DETROIT (WWJ) – When I happened upon 68-year-old Phil Mitchell in the Lafayette Greens urban garden downtown, he painted a peaceful picture. He was sitting at a table, newspaper in hand.
Mitchell said he goes there a couple of times a month. Nearby, his wife, Joan, was working in the garden.The couple live right across the street at their retirement home. It’s a condo at the Westin Book Cadillac.
Joan Mitchell said they decided to move there from Grosse Ile, where they didn’t really know their neighbors. “We just got tired of being isolated from people,” said Joan. “So that’s when we got the idea to move downtown.”
In 2010, they sold up their lakefront home, and the fishing boat. Phil Mitchell said that they’ve never looked back. He seems to relish mostly the people.
“This is the way life should be lived,” said Mitchell. “When we step out of our condo and out onto the street in Detroit, we’re immediately with poor people, and rich people, and everything in between. People from every nationality.”

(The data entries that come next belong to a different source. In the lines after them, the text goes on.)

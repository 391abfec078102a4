//! Overview Builder
//!
//! Gathers README, build file and a file-structure sample, asks the
//! narrative service for a project overview and fills every missing field
//! from detection results.

use std::fs;
use std::path::Path;

use tracing::debug;

use crate::ai::{NarrativeService, OverviewDraft, OverviewRequest};
use crate::analyzer::ProjectDetection;
use crate::constants::overview::README_NAMES;
use crate::types::{ProjectOverview, title_case};

pub async fn build_overview(
    root: &Path,
    detection: &ProjectDetection,
    source_paths: &[String],
    narrator: &dyn NarrativeService,
) -> ProjectOverview {
    let request = OverviewRequest {
        readme: read_readme(root),
        build_file: detection.build_file.as_deref().and_then(read_non_empty),
        file_structure: source_paths.to_vec(),
        language: detection.context.language.clone(),
        frameworks: detection.context.frameworks.clone(),
    };

    let draft = narrator.project_overview(&request).await.unwrap_or_default();
    if draft.is_empty() {
        debug!("No narrative overview, using detected facts");
    }

    merge_overview(draft, detection)
}

/// Overlay a draft on the deterministic defaults
pub fn merge_overview(draft: OverviewDraft, detection: &ProjectDetection) -> ProjectOverview {
    let language = &detection.context.language;
    let frameworks = &detection.context.frameworks;

    let key_technologies = draft.key_technologies.unwrap_or_else(|| {
        std::iter::once(title_case(language))
            .chain(frameworks.iter().cloned())
            .collect()
    });

    // Model-suggested dependencies are never trusted over detection
    let dependencies = detection
        .pom_dependencies
        .clone()
        .unwrap_or_else(|| frameworks.clone());

    ProjectOverview {
        project_name: draft
            .project_name
            .unwrap_or_else(|| detection.project_name.clone()),
        description: draft
            .description
            .unwrap_or_else(|| format!("{} project", title_case(language))),
        purpose: draft
            .purpose
            .unwrap_or_else(|| format!("Software project written in {}", language)),
        key_technologies,
        architecture_pattern: Some(
            draft
                .architecture_pattern
                .unwrap_or_else(|| "Unknown".to_string()),
        ),
        main_features: draft.main_features.unwrap_or_default(),
        dependencies,
    }
}

/// First README variant present at the root
fn read_readme(root: &Path) -> Option<String> {
    README_NAMES
        .iter()
        .map(|name| root.join(name))
        .find(|path| path.is_file())
        .and_then(|path| read_non_empty(&path))
}

fn read_non_empty(path: &Path) -> Option<String> {
    fs::read_to_string(path).ok().filter(|c| !c.trim().is_empty())
}

#[cfg(test)]
mod tests {
    use super::*;
    use crate::ai::narrative::testing::ScriptedNarrator;
    use crate::analyzer::Language;
    use crate::types::ProjectContext;
    use tempfile::TempDir;

    fn detection(root: &Path, pom: Option<Vec<&str>>) -> ProjectDetection {
        ProjectDetection {
            language: Language::Java,
            context: ProjectContext {
                frameworks: vec!["Spring Boot".to_string()],
                build_tools: vec!["Maven".to_string()],
                ..ProjectContext::new("java")
            },
            project_name: "rental-service".to_string(),
            pom_dependencies: pom.map(|d| d.into_iter().map(String::from).collect()),
            build_file: Some(root.join("pom.xml")),
        }
    }

    #[tokio::test]
    async fn test_fallbacks_when_narrative_is_absent() {
        let dir = TempDir::new().unwrap();
        let narrator = ScriptedNarrator::default();

        let overview = build_overview(dir.path(), &detection(dir.path(), None), &[], &narrator).await;

        assert_eq!(overview.project_name, "rental-service");
        assert_eq!(overview.description, "Java project");
        assert_eq!(overview.purpose, "Software project written in java");
        assert_eq!(overview.key_technologies, vec!["Java", "Spring Boot"]);
        assert_eq!(overview.architecture_pattern.as_deref(), Some("Unknown"));
        assert!(overview.main_features.is_empty());
        assert_eq!(overview.dependencies, vec!["Spring Boot"]);
        assert_eq!(narrator.calls("project_overview"), 1);
    }

    #[tokio::test]
    async fn test_draft_fields_win_except_dependencies() {
        let dir = TempDir::new().unwrap();
        let narrator = ScriptedNarrator::default().with_overview(OverviewDraft {
            description: Some("Car rental backend".to_string()),
            architecture_pattern: Some("Layered MVC".to_string()),
            main_features: Some(vec!["Bookings".to_string()]),
            dependencies: Some(vec!["made-up-lib".to_string()]),
            ..Default::default()
        });

        let overview = build_overview(
            dir.path(),
            &detection(dir.path(), Some(vec!["spring-boot-starter-web", "lombok"])),
            &[],
            &narrator,
        )
        .await;

        assert_eq!(overview.project_name, "rental-service");
        assert_eq!(overview.description, "Car rental backend");
        assert_eq!(overview.architecture_pattern.as_deref(), Some("Layered MVC"));
        assert_eq!(overview.main_features, vec!["Bookings"]);
        assert_eq!(overview.dependencies, vec!["spring-boot-starter-web", "lombok"]);
    }

    #[tokio::test]
    async fn test_empty_pom_dependencies_are_kept_empty() {
        let dir = TempDir::new().unwrap();
        let overview = build_overview(
            dir.path(),
            &detection(dir.path(), Some(vec![])),
            &[],
            &ScriptedNarrator::default(),
        )
        .await;
        assert!(overview.dependencies.is_empty());
    }

    #[tokio::test]
    async fn test_request_carries_readme_build_file_and_paths() {
        let dir = TempDir::new().unwrap();
        fs::write(dir.path().join("readme.md"), "lower-case readme").unwrap();
        fs::write(dir.path().join("README.txt"), "text readme").unwrap();
        fs::write(dir.path().join("pom.xml"), "<project/>").unwrap();

        let narrator = ScriptedNarrator::default();
        let paths = vec!["src/App.java".to_string()];
        build_overview(dir.path(), &detection(dir.path(), None), &paths, &narrator).await;

        let requests = narrator.overview_requests();
        assert_eq!(requests.len(), 1);
        let request = &requests[0];
        assert_eq!(request.build_file.as_deref(), Some("<project/>"));
        assert_eq!(request.file_structure, paths);
        assert_eq!(request.language, "java");
        assert_eq!(request.frameworks, vec!["Spring Boot"]);
        assert!(request.readme.is_some());
    }

    #[tokio::test]
    async fn test_missing_files_are_absent_in_request() {
        let dir = TempDir::new().unwrap();
        let narrator = ScriptedNarrator::default();
        build_overview(dir.path(), &detection(dir.path(), None), &[], &narrator).await;

        let request = &narrator.overview_requests()[0];
        assert_eq!(request.readme, None);
        assert_eq!(request.build_file, None);
    }
}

They all have the same heart, he said. And the conversation always comes back to the same thing: the rebirth of Detroit.
When they moved in, Detroit was a ghost town. Now Mitchell watches the vacant buildings fill up and said he loves how he can walk everywhere he wants to go.
There are some people they don’t see as much anymore, though. Some of Joan’s friends said, if they moved to the city, they would never visit. Most have kept their word, except for one. A friend will visit for the first time next week.
Joan said she has to pick her up and drive her into the city herself.